◆ **ASSIGNED TASK**
Everything from the first line of the records below through the line containing "a pure scroll." is to be retyped exactly; leave out the rest.

◆ **SUPPLIED MATERIAL**
◇ ◇ ◇ ◇ ◇ ◇ ◇
//! Layout passes and the per-display-mode cell strategies they delegate to.
//!
//! A layout cycle runs [`size_up`] once, [`size_down`] until it stops asking
//! for another round, then [`position`] and [`scene_pos`]. Only [`scene_pos`]
//! needs to run again after a pure scroll.

pub(crate) mod align;
mod axis;
mod cells;
mod flex;
mod grid;
mod position;
mod size_down;
mod size_up;
mod stacked;
mod strategy;

pub use align::{cross_item_offset, main_axis_start_and_gap};
pub(crate) use align::approx_eq_vec;
pub use axis::{Dim, DimExt, from_main_cross};
pub use cells::{Cell, CellAggregate, GridState};
pub use flex::{FlexCells, wrap_lines};
pub use grid::{GridCells, auto_columns};
pub use position::{position, scene_pos};
pub use size_down::{reserved_scroll_space, resolve_overflow, resolve_scrollbars, size_down};
pub use size_up::size_up;
pub use stacked::StackedCells;
pub use strategy::{CellStrategy, ChildSlot, strategy_for};

use crate::style::{Display, GridPlacement};
use crate::view::{LayoutTree, NodeId};

/// Snapshots `children` of `parent` for a strategy call. A child missing
/// from the tree shows up as a zero-sized slot.
pub(crate) fn child_slots(tree: &LayoutTree, parent: NodeId, children: &[NodeId]) -> Vec<ChildSlot> {
    let Some(parent) = tree.get(parent) else {
        return vec![ChildSlot::default(); children.len()];
    };
    let in_grid = parent.style.display == Display::Grid;
    children
        .iter()
        .map(|&child| match tree.get(child) {
            Some(node) => ChildSlot {
                preferred: node.layout.preferred.total,
                grow: node.style.grow,
                placement: if in_grid { node.style.grid } else { GridPlacement::default() },
                align: node.style.effective_align(&parent.style),
                cell: node.layout.cell,
                alloc: node.layout.alloc,
                occupied: node.layout.visible_total(),
                rel_pos: node.layout.rel_pos,
            },
            None => ChildSlot::default(),
        })
        .collect()
}
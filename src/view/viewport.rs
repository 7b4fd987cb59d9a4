use glam::Vec2;
use rustc_hash::FxHashMap;
use smol_str::SmolStr;

use crate::config::LayoutConfig;
use crate::error::Result;
use crate::layout::{position, scene_pos, size_down, size_up};
use crate::view::{LayoutTree, NodeId};

/// Outcome of one [`Viewport::layout`] cycle.
#[derive(Debug, Clone, Copy, PartialEq, Eq, Default)]
pub struct LayoutReport {
    pub size_down_iterations: usize,
    /// `false` when the iteration cap was hit while a pass still asked for more.
    pub converged: bool,
}

/// Drives the layout passes for a tree rendered into a fixed-size surface.
#[derive(Debug, Clone)]
pub struct Viewport {
    size: Vec2,
    config: LayoutConfig,
}

impl Viewport {
    pub fn new(width: f32, height: f32) -> Self {
        Self {
            size: surface_size(width, height),
            config: LayoutConfig::default(),
        }
    }

    /// Uses `config` for every pass, e.g. [`LayoutConfig::from_env`].
    pub fn with_config(mut self, config: LayoutConfig) -> Self {
        self.config = config;
        self
    }

    pub fn size(&self) -> Vec2 {
        self.size
    }

    pub fn set_size(&mut self, width: f32, height: f32) {
        self.size = surface_size(width, height);
    }

    pub fn config(&self) -> &LayoutConfig {
        &self.config
    }

    /// Full layout of the tree's root against the viewport size.
    pub fn layout(&self, tree: &mut LayoutTree) -> LayoutReport {
        let Some(root) = tree.root() else {
            return LayoutReport {
                size_down_iterations: 0,
                converged: true,
            };
        };
        if !tree.get(root).is_some_and(|node| node.style().is_displayed()) {
            tree.hide_subtree(root);
            return LayoutReport {
                size_down_iterations: 0,
                converged: true,
            };
        }

        size_up(tree, root, &self.config);
        let mut report = LayoutReport::default();
        while report.size_down_iterations < self.config.max_size_down_iterations {
            report.size_down_iterations += 1;
            if !size_down(tree, root, self.size, &self.config) {
                report.converged = true;
                break;
            }
        }
        if !report.converged {
            tracing::warn!(
                iterations = report.size_down_iterations,
                "size_down did not settle, keeping the last iteration"
            );
        }
        position(tree, root, &self.config);
        scene_pos(tree, root, &self.config);
        report
    }

    /// Scrolls `id` and refreshes scene positions of its subtree only.
    pub fn scroll_by(&self, tree: &mut LayoutTree, id: NodeId, delta: Vec2) -> Result<bool> {
        let changed = tree.scroll_by(id, delta)?;
        if changed {
            scene_pos(tree, id, &self.config);
        }
        Ok(changed)
    }

    pub fn set_scroll_offset(&self, tree: &mut LayoutTree, id: NodeId, offset: Vec2) -> Result<bool> {
        let changed = tree.set_scroll_offset(id, offset)?;
        if changed {
            scene_pos(tree, id, &self.config);
        }
        Ok(changed)
    }

    /// Scrolls the deepest element under `point` that can move by `delta`,
    /// bubbling up through its ancestors. Returns the element that scrolled.
    pub fn scroll_at(&self, tree: &mut LayoutTree, point: Vec2, delta: Vec2) -> Option<NodeId> {
        let mut current = tree.hit_test(point);
        while let Some(id) = current {
            if self.scroll_by(tree, id, delta).unwrap_or(false) {
                return Some(id);
            }
            current = tree.parent(id);
        }
        None
    }
}

/// Negative and non-finite extents collapse to zero.
fn surface_size(width: f32, height: f32) -> Vec2 {
    let size = Vec2::new(width, height);
    if !size.is_finite() {
        tracing::warn!(width, height, "non-finite viewport size, using zero");
    }
    Vec2::new(
        if width.is_finite() { width.max(0.0) } else { 0.0 },
        if height.is_finite() { height.max(0.0) } else { 0.0 },
    )
}

/// Scroll offsets keyed by node name, carried across a tree rebuild.
#[derive(Debug, Clone, Default, PartialEq)]
pub struct ScrollSnapshot {
    offsets: FxHashMap<SmolStr, Vec2>,
}

impl ScrollSnapshot {
    /// Records every named node that is scrolled away from the origin.
    pub fn capture(tree: &LayoutTree) -> Self {
        let offsets = tree
            .iter()
            .filter(|(_, node)| !node.name().is_empty() && node.layout().scroll_offset != Vec2::ZERO)
            .map(|(_, node)| (node.name.clone(), node.layout().scroll_offset))
            .collect();
        Self { offsets }
    }

    /// Writes the saved offsets back onto nodes with matching names and
    /// returns how many were restored. The next layout clamps them.
    pub fn restore(&self, tree: &mut LayoutTree) -> usize {
        let targets: Vec<(NodeId, Vec2)> = tree
            .iter()
            .filter_map(|(id, node)| self.offsets.get(node.name()).map(|&offset| (id, offset)))
            .collect();
        for &(id, offset) in &targets {
            if let Some(node) = tree.get_mut(id) {
                node.layout.scroll_offset = offset;
            }
        }
        targets.len()
    }

    pub fn get(&self, name: &str) -> Option<Vec2> {
        self.offsets.get(name).copied()
    }

    pub fn len(&self) -> usize {
        self.offsets.len()
    }

    pub fn is_empty(&self) -> bool {
        self.offsets.is_empty()
    }
}
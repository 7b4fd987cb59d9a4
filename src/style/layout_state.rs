use bitflags::bitflags;
use glam::Vec2;

use crate::layout::Cell;

/// Content and total size of an element.
///
/// `total = content + box spacing (+ scrollbar gutters)`, `content` is never
/// negative and never exceeds a positive `max`.
#[derive(Debug, Clone, Copy, PartialEq, Default)]
pub struct SizeRecord {
    pub content: Vec2,
    pub total: Vec2,
}

impl SizeRecord {
    /// Sets the content to `size`, limited by `max` on axes where it is positive.
    pub fn set_content_max(&mut self, size: Vec2, max: Vec2) {
        self.content = clamp_to_max(size.max(Vec2::ZERO), max);
    }

    /// Grows the content to fit `size`, limited by `max` on axes where it is positive.
    pub fn set_content_to_fit(&mut self, size: Vec2, max: Vec2) {
        self.content = clamp_to_max(self.content.max(size).max(Vec2::ZERO), max);
    }

    pub fn set_total_from_content(&mut self, space: Vec2) {
        self.total = self.content + space;
    }

    pub fn set_content_from_total(&mut self, space: Vec2) {
        self.content = (self.total - space).max(Vec2::ZERO);
    }
}

pub(crate) fn clamp_to_max(size: Vec2, max: Vec2) -> Vec2 {
    Vec2::new(
        if max.x > 0.0 { size.x.min(max.x) } else { size.x },
        if max.y > 0.0 { size.y.min(max.y) } else { size.y },
    )
}

#[derive(Debug, Clone, Copy, PartialEq, Default)]
pub struct Rect {
    pub x: f32,
    pub y: f32,
    pub width: f32,
    pub height: f32,
}

impl Rect {
    pub const ZERO: Self = Self {
        x: 0.0,
        y: 0.0,
        width: 0.0,
        height: 0.0,
    };

    pub fn new(x: f32, y: f32, width: f32, height: f32) -> Self {
        Self {
            x,
            y,
            width,
            height,
        }
    }

    pub fn from_pos_size(pos: Vec2, size: Vec2) -> Self {
        Self::new(pos.x, pos.y, size.x.max(0.0), size.y.max(0.0))
    }

    pub fn min(&self) -> Vec2 {
        Vec2::new(self.x, self.y)
    }

    pub fn max(&self) -> Vec2 {
        Vec2::new(self.x + self.width, self.y + self.height)
    }

    pub fn is_empty(&self) -> bool {
        self.width <= 0.0 || self.height <= 0.0
    }

    pub fn contains(&self, px: f32, py: f32) -> bool {
        px >= self.x && py >= self.y && px <= self.x + self.width && py <= self.y + self.height
    }

    pub fn intersects(&self, other: &Rect) -> bool {
        !self.is_empty()
            && !other.is_empty()
            && self.x < other.x + other.width
            && other.x < self.x + self.width
            && self.y < other.y + other.height
            && other.y < self.y + self.height
    }

    pub fn intersection(&self, other: &Rect) -> Rect {
        let min = self.min().max(other.min());
        let max = self.max().min(other.max());
        Rect::from_pos_size(min, max - min)
    }
}

bitflags! {
    /// Scrollbars an element shows after SizeDown.
    #[derive(Debug, Clone, Copy, PartialEq, Eq, Default)]
    pub struct ScrollbarFlags: u8 {
        const HORIZONTAL = 1 << 0;
        const VERTICAL = 1 << 1;
    }
}

/// Per-element layout output, rewritten on every layout cycle.
#[derive(Debug, Clone, Copy, PartialEq, Default)]
pub struct LayoutState {
    /// Final size after SizeDown.
    pub size: SizeRecord,
    /// Size gathered bottom-up, before any growth.
    pub preferred: SizeRecord,
    /// Total size most recently allocated by the parent.
    pub alloc: Vec2,
    pub cell: Cell,
    /// Position relative to the parent's content origin.
    pub rel_pos: Vec2,
    pub scroll_offset: Vec2,
    pub scene_pos: Vec2,
    pub bbox: Rect,
    pub content_bbox: Rect,
    pub scrollbars: ScrollbarFlags,
    /// Overflow clips on this axis (anything but `Visible`).
    pub clip_x: bool,
    pub clip_y: bool,
    /// Whether the bbox intersects every clipping ancestor.
    pub visible: bool,
    /// Clip rect in effect for this element's descendants.
    pub child_clip: Option<Rect>,
}

impl LayoutState {
    /// Resets everything a layout cycle recomputes. Scroll offsets survive.
    pub fn reset(&mut self) {
        *self = LayoutState {
            scroll_offset: self.scroll_offset,
            ..LayoutState::default()
        };
    }

    /// How far the content can scroll on each axis.
    pub fn max_scroll(&self) -> Vec2 {
        (self.size.total - self.visible_total()).max(Vec2::ZERO)
    }

    /// Extent actually shown: the allocation on clipped axes, the total otherwise.
    pub fn visible_total(&self) -> Vec2 {
        Vec2::new(
            if self.clip_x { self.alloc.x.min(self.size.total.x) } else { self.size.total.x },
            if self.clip_y { self.alloc.y.min(self.size.total.y) } else { self.size.total.y },
        )
    }
}

#[cfg(test)]
mod tests {
    use super::{Rect, SizeRecord};
    use glam::Vec2;

    #[test]
    fn content_respects_positive_max_only() {
        let mut size = SizeRecord::default();
        size.set_content_max(Vec2::new(50.0, 80.0), Vec2::new(30.0, 0.0));
        assert_eq!(size.content, Vec2::new(30.0, 80.0));

        size.set_content_to_fit(Vec2::new(10.0, 120.0), Vec2::new(30.0, 100.0));
        assert_eq!(size.content, Vec2::new(30.0, 100.0));
    }

    #[test]
    fn content_from_total_never_negative() {
        let mut size = SizeRecord {
            content: Vec2::ZERO,
            total: Vec2::new(4.0, 20.0),
        };
        size.set_content_from_total(Vec2::new(10.0, 6.0));
        assert_eq!(size.content, Vec2::new(0.0, 14.0));
    }

    #[test]
    fn rect_intersection_and_containment() {
        let a = Rect::new(0.0, 0.0, 100.0, 50.0);
        let b = Rect::new(80.0, 40.0, 40.0, 40.0);
        assert!(a.intersects(&b));
        assert_eq!(a.intersection(&b), Rect::new(80.0, 40.0, 20.0, 10.0));
        assert!(a.contains(100.0, 50.0));
        assert!(!a.intersects(&Rect::new(100.0, 0.0, 10.0, 10.0)));
    }
}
◇ ◇ ◇ ◇ ◇ ◇ ◇
◆ **SOLUTION FOR THIS EXERCISE**
//! Layout passes and the per-display-mode cell strategies they delegate to.
//!
//! A layout cycle runs [`size_up`] once, [`size_down`] until it stops asking
//! for another round, then [`position`] and [`scene_pos`]. Only [`scene_pos`]
//! needs to run again after a pure scroll.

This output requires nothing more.